The verses follow a chord progression of C6/9 – Eb6/9(#11) – Bb6/9 – G9 – F6/9, all of which are built around major triads and ninth chord extensions within the C minor pentatonic scale. A chromatically ascending chord progression is included within the chorus, which lands on the tonic C note at the conclusion of the section. At the song's coda, Sting quotes a line from The Police's "Every Little Thing She Does is Magic" and "O My God". Sting described the lyrics as "a sort of Charles Atlas story; having to face a neanderthal brute for the hand of his loved one. And I think he does, I think he wins in the end."

==Release==
"Seven Days" is the sixth track on Ten Summoner's Tales and has a duration of 4 minutes and 40 seconds. After the release of "If I Ever Lose My Faith in You", the song was lifted as the album's second single on 12 April 1993 in the United Kingdom. "Seven Days" debuted and peaked at number 25 on the UK Singles Chart and spent a total of four weeks in the top 75.

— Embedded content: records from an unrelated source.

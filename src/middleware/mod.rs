//! # Middleware Module
//!
//! Middleware wraps a [`Handler`](crate::server::Handler) in another handler.
//! Chains are composed per dispatch by the router: router-wide middleware on
//! the outside, in registration order, then the matched route's middleware,
//! then the handler.
//!
//! ## Stock middleware
//!
//! - [`LoggingMiddleware`] - request span plus method/path/status/latency log
//! - [`AuthMiddleware`] - `401` when no `Authorization` header is present

mod auth;
mod core;
mod logging;

pub use auth::AuthMiddleware;
pub use core::{from_fn, Middleware};
pub use logging::LoggingMiddleware;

When asked about the decision to release "Seven Days" as a single, Sting explained that "My philosophy's always been to have a hit that's against the odds rather than designed to be a hit: something that sticks out like a sore thumb on the radio and is a hit because of that, rather than because it just obeyed all the rules. When I've had hits like that - "Russians" was a case in point – it's very satisfying."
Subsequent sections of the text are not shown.